# Work to be completed:
Write each line again exactly as it is, from the opening line of the records below through the one containing "Addition and subtraction", and add nothing.

# Input records:
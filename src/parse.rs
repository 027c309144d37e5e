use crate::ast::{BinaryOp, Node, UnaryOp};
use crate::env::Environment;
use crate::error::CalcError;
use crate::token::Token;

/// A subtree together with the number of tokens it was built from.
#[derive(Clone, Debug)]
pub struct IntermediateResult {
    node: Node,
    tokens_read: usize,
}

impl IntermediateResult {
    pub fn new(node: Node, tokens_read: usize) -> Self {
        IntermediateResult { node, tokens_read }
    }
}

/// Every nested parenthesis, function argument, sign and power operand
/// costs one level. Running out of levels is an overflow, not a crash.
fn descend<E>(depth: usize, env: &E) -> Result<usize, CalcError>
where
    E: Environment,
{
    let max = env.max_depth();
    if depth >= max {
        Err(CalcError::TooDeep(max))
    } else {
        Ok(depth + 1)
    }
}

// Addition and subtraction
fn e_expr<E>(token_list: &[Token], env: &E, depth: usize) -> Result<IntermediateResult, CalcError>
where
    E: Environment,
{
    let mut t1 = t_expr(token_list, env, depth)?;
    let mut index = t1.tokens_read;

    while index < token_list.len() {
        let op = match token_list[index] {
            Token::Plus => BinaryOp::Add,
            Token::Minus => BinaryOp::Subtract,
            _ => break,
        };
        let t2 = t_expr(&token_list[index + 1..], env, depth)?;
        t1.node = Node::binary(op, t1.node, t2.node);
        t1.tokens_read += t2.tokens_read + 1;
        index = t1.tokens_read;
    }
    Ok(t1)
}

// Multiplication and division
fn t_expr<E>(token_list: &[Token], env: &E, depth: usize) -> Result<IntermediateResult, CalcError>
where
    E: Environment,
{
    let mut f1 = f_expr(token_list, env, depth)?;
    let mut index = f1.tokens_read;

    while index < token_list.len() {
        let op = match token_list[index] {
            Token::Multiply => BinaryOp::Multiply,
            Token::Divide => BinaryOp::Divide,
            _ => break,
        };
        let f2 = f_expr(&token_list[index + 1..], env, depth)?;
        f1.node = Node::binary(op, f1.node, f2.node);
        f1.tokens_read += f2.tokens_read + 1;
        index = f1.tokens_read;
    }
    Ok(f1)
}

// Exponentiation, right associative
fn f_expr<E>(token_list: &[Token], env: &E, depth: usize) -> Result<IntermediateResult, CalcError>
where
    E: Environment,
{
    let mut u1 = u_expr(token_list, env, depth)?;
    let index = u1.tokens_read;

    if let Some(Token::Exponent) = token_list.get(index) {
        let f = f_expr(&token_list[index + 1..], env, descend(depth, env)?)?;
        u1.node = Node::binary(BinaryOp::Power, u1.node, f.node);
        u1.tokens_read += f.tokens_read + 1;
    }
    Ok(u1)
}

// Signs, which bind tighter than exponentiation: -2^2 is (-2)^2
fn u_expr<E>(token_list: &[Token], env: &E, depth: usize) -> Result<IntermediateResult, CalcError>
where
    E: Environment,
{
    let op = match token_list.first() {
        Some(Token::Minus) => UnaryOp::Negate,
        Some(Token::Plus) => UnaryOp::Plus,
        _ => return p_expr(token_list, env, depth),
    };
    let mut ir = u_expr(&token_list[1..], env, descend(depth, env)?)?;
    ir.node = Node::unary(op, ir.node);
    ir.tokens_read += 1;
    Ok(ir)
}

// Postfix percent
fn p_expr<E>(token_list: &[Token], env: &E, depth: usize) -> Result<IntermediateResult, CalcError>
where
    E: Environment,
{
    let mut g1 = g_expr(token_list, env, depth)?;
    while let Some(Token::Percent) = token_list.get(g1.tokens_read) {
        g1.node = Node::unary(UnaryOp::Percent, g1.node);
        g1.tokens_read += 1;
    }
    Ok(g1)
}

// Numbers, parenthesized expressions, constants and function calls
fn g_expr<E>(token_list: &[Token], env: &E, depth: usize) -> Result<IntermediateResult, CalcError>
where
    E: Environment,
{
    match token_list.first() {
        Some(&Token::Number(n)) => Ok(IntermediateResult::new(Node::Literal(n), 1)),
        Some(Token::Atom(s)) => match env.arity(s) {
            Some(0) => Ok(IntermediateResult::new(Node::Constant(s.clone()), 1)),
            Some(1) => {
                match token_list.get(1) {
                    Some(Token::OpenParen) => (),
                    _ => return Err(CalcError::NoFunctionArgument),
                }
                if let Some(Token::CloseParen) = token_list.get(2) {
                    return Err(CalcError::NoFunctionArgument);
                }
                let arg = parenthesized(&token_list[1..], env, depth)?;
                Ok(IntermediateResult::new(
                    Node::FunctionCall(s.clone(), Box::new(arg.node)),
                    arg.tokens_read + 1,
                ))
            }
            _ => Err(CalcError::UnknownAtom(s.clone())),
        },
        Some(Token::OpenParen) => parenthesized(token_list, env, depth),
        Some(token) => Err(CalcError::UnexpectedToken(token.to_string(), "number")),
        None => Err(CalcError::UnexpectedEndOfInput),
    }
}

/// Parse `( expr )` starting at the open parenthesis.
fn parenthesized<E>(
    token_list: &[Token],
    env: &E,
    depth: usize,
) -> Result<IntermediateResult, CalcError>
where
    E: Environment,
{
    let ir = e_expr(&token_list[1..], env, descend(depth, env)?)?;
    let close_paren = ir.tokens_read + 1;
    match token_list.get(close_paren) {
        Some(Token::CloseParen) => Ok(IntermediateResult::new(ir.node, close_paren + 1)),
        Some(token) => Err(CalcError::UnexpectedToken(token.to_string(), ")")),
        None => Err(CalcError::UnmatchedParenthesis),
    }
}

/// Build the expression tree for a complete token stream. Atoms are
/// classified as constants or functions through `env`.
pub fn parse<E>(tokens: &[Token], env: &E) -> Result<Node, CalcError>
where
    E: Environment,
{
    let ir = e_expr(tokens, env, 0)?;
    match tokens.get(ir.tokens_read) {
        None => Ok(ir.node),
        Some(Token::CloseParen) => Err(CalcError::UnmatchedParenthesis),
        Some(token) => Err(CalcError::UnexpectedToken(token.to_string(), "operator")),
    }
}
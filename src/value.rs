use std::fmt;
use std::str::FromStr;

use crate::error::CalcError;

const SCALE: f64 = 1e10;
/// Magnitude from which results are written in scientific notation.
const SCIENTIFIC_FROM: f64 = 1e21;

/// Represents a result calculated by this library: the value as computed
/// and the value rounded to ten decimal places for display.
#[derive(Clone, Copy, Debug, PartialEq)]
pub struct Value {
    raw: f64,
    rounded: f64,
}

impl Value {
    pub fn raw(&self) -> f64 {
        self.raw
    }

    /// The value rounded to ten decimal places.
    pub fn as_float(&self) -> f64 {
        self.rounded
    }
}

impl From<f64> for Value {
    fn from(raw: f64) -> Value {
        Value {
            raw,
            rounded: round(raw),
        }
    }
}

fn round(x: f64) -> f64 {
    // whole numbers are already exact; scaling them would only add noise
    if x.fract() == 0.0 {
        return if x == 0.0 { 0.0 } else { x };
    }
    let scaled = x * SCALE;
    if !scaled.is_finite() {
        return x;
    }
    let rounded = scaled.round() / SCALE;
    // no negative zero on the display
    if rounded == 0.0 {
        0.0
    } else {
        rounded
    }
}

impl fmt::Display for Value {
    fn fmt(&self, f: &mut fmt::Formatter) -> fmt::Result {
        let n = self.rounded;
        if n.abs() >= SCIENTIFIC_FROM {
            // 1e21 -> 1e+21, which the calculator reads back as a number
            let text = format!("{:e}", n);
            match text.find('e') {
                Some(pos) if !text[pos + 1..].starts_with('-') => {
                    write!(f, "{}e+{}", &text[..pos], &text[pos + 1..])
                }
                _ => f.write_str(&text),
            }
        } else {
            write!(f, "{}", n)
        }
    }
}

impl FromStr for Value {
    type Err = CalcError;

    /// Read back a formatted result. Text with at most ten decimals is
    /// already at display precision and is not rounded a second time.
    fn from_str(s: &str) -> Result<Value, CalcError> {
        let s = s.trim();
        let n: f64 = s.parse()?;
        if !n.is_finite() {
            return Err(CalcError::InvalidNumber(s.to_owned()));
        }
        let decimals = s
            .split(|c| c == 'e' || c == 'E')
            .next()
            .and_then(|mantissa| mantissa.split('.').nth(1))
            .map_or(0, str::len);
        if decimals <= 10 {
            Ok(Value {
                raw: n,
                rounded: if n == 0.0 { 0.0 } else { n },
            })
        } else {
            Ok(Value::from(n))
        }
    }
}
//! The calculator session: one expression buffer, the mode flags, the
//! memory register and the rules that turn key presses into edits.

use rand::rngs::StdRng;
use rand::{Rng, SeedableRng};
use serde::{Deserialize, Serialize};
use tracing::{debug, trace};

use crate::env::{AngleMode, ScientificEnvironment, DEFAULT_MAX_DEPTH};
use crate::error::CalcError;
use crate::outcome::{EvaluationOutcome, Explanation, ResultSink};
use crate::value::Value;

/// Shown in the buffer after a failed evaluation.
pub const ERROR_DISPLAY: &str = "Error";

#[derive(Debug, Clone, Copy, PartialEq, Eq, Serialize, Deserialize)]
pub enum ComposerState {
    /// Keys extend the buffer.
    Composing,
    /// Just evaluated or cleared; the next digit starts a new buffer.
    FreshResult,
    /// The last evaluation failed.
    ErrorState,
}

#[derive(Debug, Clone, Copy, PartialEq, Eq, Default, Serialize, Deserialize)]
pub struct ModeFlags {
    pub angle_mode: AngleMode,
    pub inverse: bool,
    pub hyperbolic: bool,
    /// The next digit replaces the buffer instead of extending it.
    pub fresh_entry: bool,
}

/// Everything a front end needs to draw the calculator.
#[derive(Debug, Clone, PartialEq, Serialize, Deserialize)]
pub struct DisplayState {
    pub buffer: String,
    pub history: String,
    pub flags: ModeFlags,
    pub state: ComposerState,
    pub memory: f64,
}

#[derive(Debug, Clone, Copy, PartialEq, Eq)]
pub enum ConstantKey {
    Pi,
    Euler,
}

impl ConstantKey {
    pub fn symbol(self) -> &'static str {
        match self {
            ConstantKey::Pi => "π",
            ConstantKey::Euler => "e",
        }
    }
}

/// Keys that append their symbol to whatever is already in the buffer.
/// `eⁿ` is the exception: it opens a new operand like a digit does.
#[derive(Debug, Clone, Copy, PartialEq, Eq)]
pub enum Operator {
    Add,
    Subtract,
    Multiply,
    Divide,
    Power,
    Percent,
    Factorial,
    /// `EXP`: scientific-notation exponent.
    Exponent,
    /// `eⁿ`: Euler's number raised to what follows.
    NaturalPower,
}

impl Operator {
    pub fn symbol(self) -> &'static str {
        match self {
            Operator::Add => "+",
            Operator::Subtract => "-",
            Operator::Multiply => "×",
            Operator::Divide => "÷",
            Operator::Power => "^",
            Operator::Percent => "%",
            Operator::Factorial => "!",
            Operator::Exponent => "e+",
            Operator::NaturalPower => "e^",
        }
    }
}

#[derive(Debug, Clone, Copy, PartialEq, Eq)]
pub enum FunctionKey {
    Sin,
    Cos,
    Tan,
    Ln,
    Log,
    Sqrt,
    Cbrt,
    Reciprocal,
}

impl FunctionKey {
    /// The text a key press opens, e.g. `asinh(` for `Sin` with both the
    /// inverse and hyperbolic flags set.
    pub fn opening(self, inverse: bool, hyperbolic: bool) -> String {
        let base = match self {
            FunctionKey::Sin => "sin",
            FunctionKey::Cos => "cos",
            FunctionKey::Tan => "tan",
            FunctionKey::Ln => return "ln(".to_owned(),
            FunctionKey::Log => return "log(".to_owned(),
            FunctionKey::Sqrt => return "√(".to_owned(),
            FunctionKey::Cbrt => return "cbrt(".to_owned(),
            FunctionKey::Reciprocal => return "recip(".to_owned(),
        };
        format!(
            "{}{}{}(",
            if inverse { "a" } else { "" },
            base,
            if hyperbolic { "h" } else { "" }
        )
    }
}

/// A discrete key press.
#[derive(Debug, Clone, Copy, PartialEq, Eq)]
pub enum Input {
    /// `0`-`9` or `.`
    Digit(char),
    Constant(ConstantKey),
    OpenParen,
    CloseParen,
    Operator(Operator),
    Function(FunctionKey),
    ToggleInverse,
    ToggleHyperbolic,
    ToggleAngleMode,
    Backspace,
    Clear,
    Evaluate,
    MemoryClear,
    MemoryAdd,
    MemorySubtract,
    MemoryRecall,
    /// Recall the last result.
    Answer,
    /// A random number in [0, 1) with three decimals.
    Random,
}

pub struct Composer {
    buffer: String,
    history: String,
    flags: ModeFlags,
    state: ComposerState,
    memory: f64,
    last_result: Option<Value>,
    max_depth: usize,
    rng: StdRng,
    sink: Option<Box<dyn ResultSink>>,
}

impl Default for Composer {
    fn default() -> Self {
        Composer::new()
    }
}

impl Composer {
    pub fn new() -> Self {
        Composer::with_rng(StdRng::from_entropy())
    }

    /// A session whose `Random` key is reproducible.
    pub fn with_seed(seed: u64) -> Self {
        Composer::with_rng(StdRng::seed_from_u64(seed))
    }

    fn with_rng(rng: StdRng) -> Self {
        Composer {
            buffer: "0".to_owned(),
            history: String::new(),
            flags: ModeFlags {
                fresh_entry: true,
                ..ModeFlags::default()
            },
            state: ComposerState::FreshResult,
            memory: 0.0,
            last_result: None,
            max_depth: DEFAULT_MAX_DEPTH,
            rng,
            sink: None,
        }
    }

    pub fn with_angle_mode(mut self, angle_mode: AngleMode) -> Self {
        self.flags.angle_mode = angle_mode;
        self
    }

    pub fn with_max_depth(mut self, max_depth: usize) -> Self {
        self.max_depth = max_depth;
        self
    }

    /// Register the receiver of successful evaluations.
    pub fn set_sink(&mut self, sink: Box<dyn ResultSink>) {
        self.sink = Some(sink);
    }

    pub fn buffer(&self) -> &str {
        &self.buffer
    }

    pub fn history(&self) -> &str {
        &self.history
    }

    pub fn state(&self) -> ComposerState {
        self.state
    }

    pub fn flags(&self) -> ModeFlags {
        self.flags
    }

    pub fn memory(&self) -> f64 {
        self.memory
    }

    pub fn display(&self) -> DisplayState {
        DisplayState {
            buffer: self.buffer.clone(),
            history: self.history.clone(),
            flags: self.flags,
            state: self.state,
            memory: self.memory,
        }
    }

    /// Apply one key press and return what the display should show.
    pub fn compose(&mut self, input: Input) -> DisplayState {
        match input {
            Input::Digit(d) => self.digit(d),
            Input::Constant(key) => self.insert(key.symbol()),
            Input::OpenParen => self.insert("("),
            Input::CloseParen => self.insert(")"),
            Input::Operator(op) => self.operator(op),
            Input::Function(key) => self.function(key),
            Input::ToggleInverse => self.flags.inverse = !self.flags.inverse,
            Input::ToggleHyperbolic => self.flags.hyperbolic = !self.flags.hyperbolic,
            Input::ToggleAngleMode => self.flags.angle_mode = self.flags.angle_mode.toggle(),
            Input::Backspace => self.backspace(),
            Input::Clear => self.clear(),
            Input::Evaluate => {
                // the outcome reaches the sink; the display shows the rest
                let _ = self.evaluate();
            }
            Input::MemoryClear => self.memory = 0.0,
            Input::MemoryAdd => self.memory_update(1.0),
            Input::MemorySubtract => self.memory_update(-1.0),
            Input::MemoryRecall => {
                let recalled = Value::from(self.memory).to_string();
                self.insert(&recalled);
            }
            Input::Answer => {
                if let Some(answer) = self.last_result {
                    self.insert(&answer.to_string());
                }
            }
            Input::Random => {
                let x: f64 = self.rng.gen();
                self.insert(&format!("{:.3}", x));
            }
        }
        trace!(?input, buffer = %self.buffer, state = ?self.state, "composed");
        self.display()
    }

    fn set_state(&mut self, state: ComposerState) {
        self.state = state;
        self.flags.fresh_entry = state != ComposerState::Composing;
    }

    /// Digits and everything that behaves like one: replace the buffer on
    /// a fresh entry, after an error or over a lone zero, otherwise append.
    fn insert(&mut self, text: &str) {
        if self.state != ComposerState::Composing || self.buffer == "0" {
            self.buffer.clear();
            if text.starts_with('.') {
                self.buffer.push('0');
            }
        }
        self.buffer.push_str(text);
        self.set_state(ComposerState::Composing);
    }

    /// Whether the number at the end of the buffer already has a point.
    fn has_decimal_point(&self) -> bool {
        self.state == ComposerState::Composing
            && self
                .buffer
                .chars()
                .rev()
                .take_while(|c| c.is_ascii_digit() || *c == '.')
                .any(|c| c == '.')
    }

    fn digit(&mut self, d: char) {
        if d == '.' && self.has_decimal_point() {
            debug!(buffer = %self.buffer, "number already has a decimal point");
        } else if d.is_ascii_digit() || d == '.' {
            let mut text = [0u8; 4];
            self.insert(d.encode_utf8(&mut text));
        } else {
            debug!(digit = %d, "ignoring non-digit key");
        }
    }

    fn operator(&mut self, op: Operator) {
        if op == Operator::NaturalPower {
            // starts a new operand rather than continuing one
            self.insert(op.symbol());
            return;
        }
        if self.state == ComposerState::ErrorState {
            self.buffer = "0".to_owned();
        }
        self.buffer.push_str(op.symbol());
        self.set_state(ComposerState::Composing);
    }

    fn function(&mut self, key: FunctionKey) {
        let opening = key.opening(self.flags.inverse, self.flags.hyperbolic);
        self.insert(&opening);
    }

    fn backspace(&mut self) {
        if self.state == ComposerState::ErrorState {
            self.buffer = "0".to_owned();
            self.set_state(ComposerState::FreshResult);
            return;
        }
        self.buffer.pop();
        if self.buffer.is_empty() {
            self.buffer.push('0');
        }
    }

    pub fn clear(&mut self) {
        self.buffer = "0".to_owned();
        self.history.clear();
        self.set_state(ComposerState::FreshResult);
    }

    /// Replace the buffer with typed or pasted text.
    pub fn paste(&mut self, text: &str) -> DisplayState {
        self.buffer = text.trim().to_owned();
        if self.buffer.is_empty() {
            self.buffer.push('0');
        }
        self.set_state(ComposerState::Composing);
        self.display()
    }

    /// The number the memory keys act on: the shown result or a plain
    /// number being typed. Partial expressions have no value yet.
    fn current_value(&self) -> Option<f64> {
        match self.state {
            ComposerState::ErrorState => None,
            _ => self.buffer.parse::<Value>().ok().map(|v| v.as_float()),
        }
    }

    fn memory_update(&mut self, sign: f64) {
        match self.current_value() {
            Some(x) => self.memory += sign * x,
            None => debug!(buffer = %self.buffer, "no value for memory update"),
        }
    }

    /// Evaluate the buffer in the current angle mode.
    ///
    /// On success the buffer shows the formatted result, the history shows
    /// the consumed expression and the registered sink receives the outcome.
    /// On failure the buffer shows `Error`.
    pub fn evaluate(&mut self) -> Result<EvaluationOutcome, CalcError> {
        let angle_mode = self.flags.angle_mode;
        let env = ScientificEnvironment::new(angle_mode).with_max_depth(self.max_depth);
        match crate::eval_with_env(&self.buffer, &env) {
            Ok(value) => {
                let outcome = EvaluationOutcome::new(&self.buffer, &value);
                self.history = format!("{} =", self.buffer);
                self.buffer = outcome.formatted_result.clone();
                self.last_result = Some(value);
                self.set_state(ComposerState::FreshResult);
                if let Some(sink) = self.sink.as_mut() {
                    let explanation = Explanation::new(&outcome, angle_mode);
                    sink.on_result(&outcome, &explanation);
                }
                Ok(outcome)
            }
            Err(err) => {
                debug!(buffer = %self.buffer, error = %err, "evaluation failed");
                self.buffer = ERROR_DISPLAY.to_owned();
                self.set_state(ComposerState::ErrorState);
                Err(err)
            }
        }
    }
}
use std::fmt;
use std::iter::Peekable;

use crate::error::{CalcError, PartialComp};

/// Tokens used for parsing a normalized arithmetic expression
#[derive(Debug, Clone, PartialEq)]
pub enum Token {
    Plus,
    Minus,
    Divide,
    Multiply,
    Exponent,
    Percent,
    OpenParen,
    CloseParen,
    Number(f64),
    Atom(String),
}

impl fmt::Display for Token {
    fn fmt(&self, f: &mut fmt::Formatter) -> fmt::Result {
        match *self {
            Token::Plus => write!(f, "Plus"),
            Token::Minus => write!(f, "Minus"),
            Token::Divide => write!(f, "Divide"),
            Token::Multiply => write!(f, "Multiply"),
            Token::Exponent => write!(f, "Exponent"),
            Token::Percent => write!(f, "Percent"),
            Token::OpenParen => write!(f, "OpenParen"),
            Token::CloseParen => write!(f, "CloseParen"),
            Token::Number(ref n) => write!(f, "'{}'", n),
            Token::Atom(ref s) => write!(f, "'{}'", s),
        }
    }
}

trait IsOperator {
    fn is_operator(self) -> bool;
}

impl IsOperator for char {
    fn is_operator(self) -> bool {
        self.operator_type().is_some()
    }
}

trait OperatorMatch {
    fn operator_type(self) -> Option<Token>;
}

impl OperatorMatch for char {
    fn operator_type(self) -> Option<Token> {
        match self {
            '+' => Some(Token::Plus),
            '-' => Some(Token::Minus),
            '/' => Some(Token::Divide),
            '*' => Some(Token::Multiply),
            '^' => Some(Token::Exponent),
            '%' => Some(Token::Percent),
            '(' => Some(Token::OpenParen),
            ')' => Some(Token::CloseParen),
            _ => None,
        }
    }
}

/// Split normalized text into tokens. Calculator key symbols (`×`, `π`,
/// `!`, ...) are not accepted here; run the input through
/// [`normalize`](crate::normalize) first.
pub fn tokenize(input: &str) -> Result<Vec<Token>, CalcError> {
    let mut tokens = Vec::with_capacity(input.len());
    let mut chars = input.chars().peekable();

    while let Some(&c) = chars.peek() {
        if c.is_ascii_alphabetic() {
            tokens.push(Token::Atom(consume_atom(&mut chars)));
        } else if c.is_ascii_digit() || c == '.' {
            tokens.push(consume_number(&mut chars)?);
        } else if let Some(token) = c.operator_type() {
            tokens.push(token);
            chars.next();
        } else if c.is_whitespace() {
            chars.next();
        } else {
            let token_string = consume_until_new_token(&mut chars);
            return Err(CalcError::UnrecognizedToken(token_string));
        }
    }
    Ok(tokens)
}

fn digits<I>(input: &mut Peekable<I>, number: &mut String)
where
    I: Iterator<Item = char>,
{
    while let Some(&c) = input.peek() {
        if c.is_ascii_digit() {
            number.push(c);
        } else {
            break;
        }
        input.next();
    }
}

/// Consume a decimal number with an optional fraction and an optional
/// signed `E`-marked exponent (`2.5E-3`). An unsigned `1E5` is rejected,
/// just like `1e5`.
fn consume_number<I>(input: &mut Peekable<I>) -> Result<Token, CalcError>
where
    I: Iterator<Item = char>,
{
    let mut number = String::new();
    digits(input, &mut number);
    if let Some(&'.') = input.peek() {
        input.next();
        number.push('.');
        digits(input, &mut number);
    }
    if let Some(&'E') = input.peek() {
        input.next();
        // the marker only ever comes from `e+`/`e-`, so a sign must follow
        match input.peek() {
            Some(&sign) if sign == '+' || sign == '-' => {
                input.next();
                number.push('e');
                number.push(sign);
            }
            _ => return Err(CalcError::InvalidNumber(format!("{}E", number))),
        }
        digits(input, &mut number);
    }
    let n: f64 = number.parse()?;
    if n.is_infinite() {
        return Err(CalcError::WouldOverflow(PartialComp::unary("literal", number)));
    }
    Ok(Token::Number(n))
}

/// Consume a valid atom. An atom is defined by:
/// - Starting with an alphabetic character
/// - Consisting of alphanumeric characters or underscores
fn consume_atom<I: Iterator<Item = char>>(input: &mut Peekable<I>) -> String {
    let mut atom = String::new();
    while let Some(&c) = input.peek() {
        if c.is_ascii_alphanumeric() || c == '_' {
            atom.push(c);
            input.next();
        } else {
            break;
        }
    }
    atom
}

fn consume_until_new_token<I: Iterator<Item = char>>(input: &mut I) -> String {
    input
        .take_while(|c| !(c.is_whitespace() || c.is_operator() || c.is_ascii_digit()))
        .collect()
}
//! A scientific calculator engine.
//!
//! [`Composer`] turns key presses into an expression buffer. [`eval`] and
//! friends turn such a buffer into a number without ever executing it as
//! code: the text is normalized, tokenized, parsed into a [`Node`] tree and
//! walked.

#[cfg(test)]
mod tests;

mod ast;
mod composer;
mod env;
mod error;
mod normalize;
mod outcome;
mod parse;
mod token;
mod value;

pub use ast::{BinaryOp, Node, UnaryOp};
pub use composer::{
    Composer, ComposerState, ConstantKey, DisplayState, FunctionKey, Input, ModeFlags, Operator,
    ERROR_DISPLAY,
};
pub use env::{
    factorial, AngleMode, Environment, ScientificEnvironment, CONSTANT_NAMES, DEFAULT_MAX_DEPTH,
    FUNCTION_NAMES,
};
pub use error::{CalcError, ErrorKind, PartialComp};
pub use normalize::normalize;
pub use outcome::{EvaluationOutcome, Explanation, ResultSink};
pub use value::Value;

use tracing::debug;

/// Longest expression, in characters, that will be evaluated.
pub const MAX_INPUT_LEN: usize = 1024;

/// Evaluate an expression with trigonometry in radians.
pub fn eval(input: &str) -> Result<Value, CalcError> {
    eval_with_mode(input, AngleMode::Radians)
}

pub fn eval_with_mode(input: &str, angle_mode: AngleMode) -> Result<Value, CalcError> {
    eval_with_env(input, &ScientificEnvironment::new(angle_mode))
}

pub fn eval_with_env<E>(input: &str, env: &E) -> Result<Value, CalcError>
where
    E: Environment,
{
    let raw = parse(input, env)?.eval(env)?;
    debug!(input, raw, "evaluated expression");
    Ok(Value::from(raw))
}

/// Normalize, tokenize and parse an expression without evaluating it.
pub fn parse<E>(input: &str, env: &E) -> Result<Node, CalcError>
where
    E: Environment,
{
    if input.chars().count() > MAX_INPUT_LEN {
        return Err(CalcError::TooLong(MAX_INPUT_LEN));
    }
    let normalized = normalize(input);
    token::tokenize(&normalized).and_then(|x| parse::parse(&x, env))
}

# Answer below:
filename src/parse.rs
repository 027c309144d37e5e
use crate::ast::{BinaryOp, Node, UnaryOp};
use crate::env::Environment;
use crate::error::CalcError;
use crate::token::Token;

/// A subtree together with the number of tokens it was built from.
#[derive(Clone, Debug)]
pub struct IntermediateResult {
    node: Node,
    tokens_read: usize,
}

impl IntermediateResult {
    pub fn new(node: Node, tokens_read: usize) -> Self {
        IntermediateResult { node, tokens_read }
    }
}

/// Every nested parenthesis, function argument, sign and power operand
/// costs one level. Running out of levels is an overflow, not a crash.
fn descend<E>(depth: usize, env: &E) -> Result<usize, CalcError>
where
    E: Environment,
{
    let max = env.max_depth();
    if depth >= max {
        Err(CalcError::TooDeep(max))
    } else {
        Ok(depth + 1)
    }
}

// Addition and subtraction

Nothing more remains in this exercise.